Abstract Gallic acid (GA) is a natural phenolic compound with antioxidant, anti-proliferative, and anticancer effects. However, the potential of GA as an anticancer agent is restricted by its poor absorption, rapid elimination, and low bioavailability. Nanostructure-drug carriers have opened up a new field in cancer therapy by improving the efficacy of drugs. In this work, we developed a nanoformulation of GA in carboxymethyl chitosan (CMC). The particle size, surface charge and molecular structure of the CMC NPs loaded and unloaded with GA were measured using TEM, DLS and FTIR spectroscopy, respectively. The dielectric parameters (permittivity ε ′ and dielectric loss ε ″) were measured in the frequency range (0.1 Hz–5 MHz) at room temperature.
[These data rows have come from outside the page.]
use std::path::PathBuf;
use std::sync::Arc;
use std::time::Duration;

use anyhow::{bail, Context, Result};
use chrono::Utc;
use clap::{Parser, Subcommand};
use panel_coordination::{
    insights_from_store, AuditStore, DebateRunner, Disposition, GenerationService, JsonlAuditLog,
    LocalFs, Outcome, PipelineError, ProposalGenerator, ProposalOutcome, ProposalStore,
    ReviewConfig, ReviewPipeline, ReviewerDefinitions, ReviewerRegistry, RoundOutcome,
};
use tokio_util::sync::CancellationToken;
use tracing::{info, warn};

use panel_agents::agents::{default_panel, load_llm_panel, LlmJudge};
use panel_agents::config::{check_endpoint, PanelConfig};
use panel_agents::llm::ChatCompletionsClient;
use panel_agents::prompts::PROMPT_VERSION;

#[derive(Parser)]
#[command(name = "panel-agents", about = "Prompt review panel")]
struct Cli {
    #[command(subcommand)]
    command: Command,
}

#[derive(Subcommand)]
enum Command {
    /// Review a prompt and print the gate decision.
    Review {
        /// Prompt text. Reads --file when omitted.
        prompt: Option<String>,
        #[arg(long)]
        file: Option<PathBuf>,
        /// Use LLM reviewers from the definitions directory instead of the
        /// keyword panel.
        #[arg(long)]
        llm: bool,
        /// Skip debates even when reviewers disagree.
        #[arg(long)]
        no_debate: bool,
        /// Print the full outcome as JSON.
        #[arg(long)]
        json: bool,
    },
    /// Show per-role policy insights from the audit log.
    Insights {
        #[arg(long)]
        days: Option<u32>,
    },
    /// Draft prompt proposals for roles whose arguments scored poorly.
    Propose {
        /// Only this role, regardless of its score.
        #[arg(long)]
        role: Option<String>,
        #[arg(long)]
        days: Option<u32>,
    },
    /// Record a human decision for an audited prompt.
    Decide {
        prompt_hash: String,
        #[arg(long)]
        outcome: Outcome,
        /// Accepted finding id (repeatable).
        #[arg(long = "accept")]
        accepted: Vec<String>,
        /// Rejected finding id (repeatable).
        #[arg(long = "reject")]
        rejected: Vec<String>,
        #[arg(long, default_value = "")]
        details: String,
    },
    /// Check that the inference endpoint is reachable.
    Check,
}

#[tokio::main]
async fn main() -> Result<()> {
    tracing_subscriber::fmt()
        .with_env_filter(
            tracing_subscriber::EnvFilter::try_from_default_env()
                .unwrap_or_else(|_| "info".into()),
        )
        .init();

    let cli = Cli::parse();
    let config = PanelConfig::default();
    let review_config = config.review_config()?;
    info!(
        endpoint = %config.endpoint.url,
        audit = %config.audit_path.display(),
        prompt_version = PROMPT_VERSION,
        "Review panel starting"
    );

    match cli.command {
        Command::Review {
            prompt,
            file,
            llm,
            no_debate,
            json,
        } => {
            let prompt = read_prompt(prompt, file)?;
            review(&config, &review_config, &prompt, llm, no_debate, json).await
        }
        Command::Insights { days } => {
            show_insights(&config, days.unwrap_or(review_config.insights.window_days))
        }
        Command::Propose { role, days } => {
            propose(
                &config,
                &review_config,
                role,
                days.unwrap_or(review_config.insights.window_days),
            )
            .await
        }
        Command::Decide {
            prompt_hash,
            outcome,
            accepted,
            rejected,
            details,
        } => {
            let audit = JsonlAuditLog::new(&config.audit_path);
            let disposition = Disposition::new(&prompt_hash, outcome)
                .with_accepted(accepted)
                .with_rejected(rejected, &details);
            audit
                .record_disposition(&disposition)
                .with_context(|| format!("Failed to record decision for {}", prompt_hash))?;
            println!("{} → {}", prompt_hash, outcome);
            Ok(())
        }
        Command::Check => {
            if check_endpoint(&config.endpoint.url).await {
                println!("{} reachable", config.endpoint.url);
                Ok(())
            } else {
                bail!("{} is not reachable", config.endpoint.url)
            }
        }
    }
}

fn read_prompt(prompt: Option<String>, file: Option<PathBuf>) -> Result<String> {
    match (prompt, file) {
        (Some(p), _) => Ok(p),
        (None, Some(path)) => std::fs::read_to_string(&path)
            .with_context(|| format!("Failed to read prompt from {}", path.display())),
        (None, None) => bail!("pass a prompt or --file"),
    }
}

fn generation_client(config: &PanelConfig) -> Arc<dyn GenerationService> {
    Arc::new(ChatCompletionsClient::new(&config.endpoint))
}

async fn review(
    config: &PanelConfig,
    review_config: &ReviewConfig,
    prompt: &str,
    llm: bool,
    no_debate: bool,
    json: bool,
) -> Result<()> {
    let generation = generation_client(config);
    let timeout = Duration::from_secs(config.reviewer_timeout_secs);

    let registry: ReviewerRegistry = if llm {
        let definitions = ReviewerDefinitions::new(&config.reviewers_dir);
        load_llm_panel(&definitions, generation.clone(), timeout)
            .context("Failed to load LLM reviewers")?
    } else {
        default_panel().context("Failed to build keyword reviewers")?
    };

    let audit: Arc<dyn AuditStore> = Arc::new(JsonlAuditLog::new(&config.audit_path));
    let mut pipeline = ReviewPipeline::new(registry, audit).with_config(review_config);

    if !no_debate && review_config.debate.enabled {
        if check_endpoint(&config.endpoint.url).await {
            let judge = Arc::new(LlmJudge::new(
                generation.clone(),
                review_config.debate.call_timeout(),
            ));
            pipeline = pipeline.with_debate(DebateRunner::new(
                generation,
                judge,
                review_config.debate.clone(),
            ));
        } else {
            warn!(endpoint = %config.endpoint.url, "Endpoint unreachable; debates disabled");
        }
    }

    match pipeline.review(prompt).await {
        Ok(outcome) => print_outcome(&outcome, json),
        Err(PipelineError::AuditWrite { outcome, source }) => {
            print_outcome(&outcome, json)?;
            Err(source).context("Review completed but the audit entry was not written")
        }
        Err(e) => Err(e).context("Review failed"),
    }
}

fn print_outcome(outcome: &RoundOutcome, json: bool) -> Result<()> {
    if json {
        let value = serde_json::json!({
            "round": outcome.report.round,
            "findings": outcome.report.findings,
            "disagreements": outcome.disagreements,
            "debate": outcome.debate,
            "entry_id": outcome.entry_id,
        });
        println!("{}", serde_json::to_string_pretty(&value)?);
        return Ok(());
    }

    println!("{}", outcome.report.round.summary_line());
    for finding in &outcome.report.findings {
        println!("  {}", finding);
        if !finding.evidence.is_empty() {
            println!("      evidence: {}", finding.evidence);
        }
    }
    if let Some(log) = &outcome.debate {
        println!("debate: {}", log.summary_line());
        for pair in &log.pairs {
            println!(
                "  {} vs {} → {}",
                pair.role_a,
                pair.role_b,
                pair.winner.as_deref().unwrap_or("skipped")
            );
        }
    }
    Ok(())
}

fn show_insights(config: &PanelConfig, days: u32) -> Result<()> {
    let audit = JsonlAuditLog::new(&config.audit_path);
    let insights = insights_from_store(&audit, days, Utc::now())
        .with_context(|| format!("Failed to read audit log {}", config.audit_path.display()))?;
    if insights.is_empty() {
        println!("No judged debates in the last {} days.", days);
    }
    for insight in insights.values() {
        println!("{}", insight.summary_line());
        if let Some(signal) = &insight.policy_signal {
            println!("    signal: {}", signal);
        }
    }
    Ok(())
}

async fn propose(
    config: &PanelConfig,
    review_config: &ReviewConfig,
    role: Option<String>,
    days: u32,
) -> Result<()> {
    let audit = JsonlAuditLog::new(&config.audit_path);
    let mut insights = insights_from_store(&audit, days, Utc::now())
        .with_context(|| format!("Failed to read audit log {}", config.audit_path.display()))?;

    let definitions = ReviewerDefinitions::new(&config.reviewers_dir);
    let store = ProposalStore::new(&config.proposals_dir, &definitions, LocalFs)
        .context("Invalid proposal directory")?;
    let generator = ProposalGenerator::new(
        generation_client(config),
        definitions,
        store,
        review_config.proposal.clone(),
    );

    let cancel = CancellationToken::new();
    let ctrl_c = cancel.clone();
    tokio::spawn(async move {
        if tokio::signal::ctrl_c().await.is_ok() {
            ctrl_c.cancel();
        }
    });

    let outcomes = match role {
        Some(role) => {
            let Some(insight) = insights.remove(&role) else {
                bail!("no judged debates for '{}' in the last {} days", role, days);
            };
            vec![generator.propose_with_cancel(&insight, &cancel).await]
        }
        None => generator.propose_all(&insights, &cancel).await,
    };

    if outcomes.is_empty() {
        println!("No role needs an update.");
    }
    for outcome in &outcomes {
        match outcome {
            ProposalOutcome::Written { path, proposal } => {
                println!("{}: {} ({})", proposal.role, path.display(), proposal.diff_summary)
            }
            ProposalOutcome::Unsaved { proposal, reason } => {
                println!("{}: drafted but not saved: {}", proposal.role, reason)
            }
            ProposalOutcome::Abandoned { role, reason } => {
                println!("{}: abandoned: {}", role, reason)
            }
        }
    }
    Ok(())
}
Additionally, the in-vitro anti-cancer effects of the GA, CMC NPs, and GA-CMC NPs were tested against human colon carcinoma (HCT-116), human breast carcinoma (MCF-7), and normal skin fibroblast cells (BJ1) using MTT assay. TEM confirmed that the NPs have a spherical morphology within the size range of 15 nm. DLS studies revealed NPs with a mean diameter of 31.06 nm. The zeta potential results indicated the high suspension stability of the prepared nanoformulation. The FTIR results indicated the interaction between GA and CMC NPs. The dielectric study showed a decrease within the ε ″ and conductivity values of GA-CMC NPs which confirmed the successful encapsulation of GA within the CMC NPs. Cytotoxicity studies indicated that the GA-CMC NPs showed specific toxicity towards cancer cells and non-toxicity to normal cells. Overall, these results indicate that the GA-CMC NPs will be an efficient nanocarrier for delivering gallic acid to cancer cells.